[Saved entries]
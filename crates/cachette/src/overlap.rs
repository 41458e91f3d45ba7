// Copyright (c) Microsoft Corporation.
// Licensed under the MIT License.

//! Guard that keeps a keyed job from running concurrently across processes.

use std::time::Duration;

use crate::{Locker, Result, Store};

/// Default time a job may hold its lock.
pub const DEFAULT_JOB_TTL: Duration = Duration::from_secs(60 * 60);

/// Default prefix for job lock keys.
pub const DEFAULT_JOB_KEY_PREFIX: &str = "cron:mutex:";

/// Runs keyed jobs so that at most one instance of each runs at a time.
///
/// Every process that shares the underlying store sees the same locks, so a
/// scheduled job that fires on several replicas runs on one of them and is
/// skipped on the rest. A skipped run is not an error.
///
/// # Examples
///
/// ```no_run
/// use std::time::Duration;
///
/// use cachette::{NoOverlap, Store};
///
/// async fn nightly_report<S: Store>(store: S) -> cachette::Result<()> {
///     let guard = NoOverlap::new(store).ttl(Duration::from_secs(15 * 60));
///
///     match guard.run("nightly-report", || async { 42 }).await? {
///         Some(rows) => println!("report written with {rows} rows"),
///         None => println!("another replica is writing the report"),
///     }
///     Ok(())
/// }
/// ```
#[derive(Clone, Debug)]
pub struct NoOverlap<S> {
    store: S,
    ttl: Duration,
    key_prefix: String,
}

impl<S: Store> NoOverlap<S> {
    /// Creates a guard backed by `store`'s locks.
    #[must_use]
    pub fn new(store: S) -> Self {
        Self {
            store,
            ttl: DEFAULT_JOB_TTL,
            key_prefix: DEFAULT_JOB_KEY_PREFIX.to_owned(),
        }
    }

    /// Sets how long a job may hold its lock. Should exceed the job's run time.
    #[must_use]
    pub fn ttl(mut self, ttl: Duration) -> Self {
        self.ttl = ttl;
        self
    }

    /// Sets the prefix placed in front of job keys.
    #[must_use]
    pub fn key_prefix(mut self, key_prefix: impl Into<String>) -> Self {
        self.key_prefix = key_prefix.into();
        self
    }

    /// Returns the wrapped store.
    #[must_use]
    pub fn store(&self) -> &S {
        &self.store
    }

    /// Runs `job` unless another holder currently runs the job named `job_key`.
    ///
    /// Returns `Some` with the job's output if it ran and `None` if it was
    /// skipped because the lock was held.
    ///
    /// # Errors
    ///
    /// Returns an error if the lock could not be attempted because the backend failed.
    pub async fn run<F, Fut, T>(&self, job_key: &str, job: F) -> Result<Option<T>>
    where
        F: FnOnce() -> Fut + Send,
        Fut: Future<Output = T> + Send,
        T: Send,
    {
        let key = format!("{}{job_key}", self.key_prefix);
        match self.store.lock(&key, self.ttl).try_run(job).await {
            Ok(output) => Ok(Some(output)),
            Err(error) if error.is_locked() => {
                tracing::info!(key = %key, "skipping job, another run holds its lock");
                Ok(None)
            }
            Err(error) => {
                tracing::error!(key = %key, error = %error, "failed to acquire job lock");
                Err(error)
            }
        }
    }
}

*Problem details*
Considering only the data above, return the lines in which "keys" occurs.

*Answer section*
/// Default prefix for job lock keys.
    /// Sets the prefix placed in front of job keys.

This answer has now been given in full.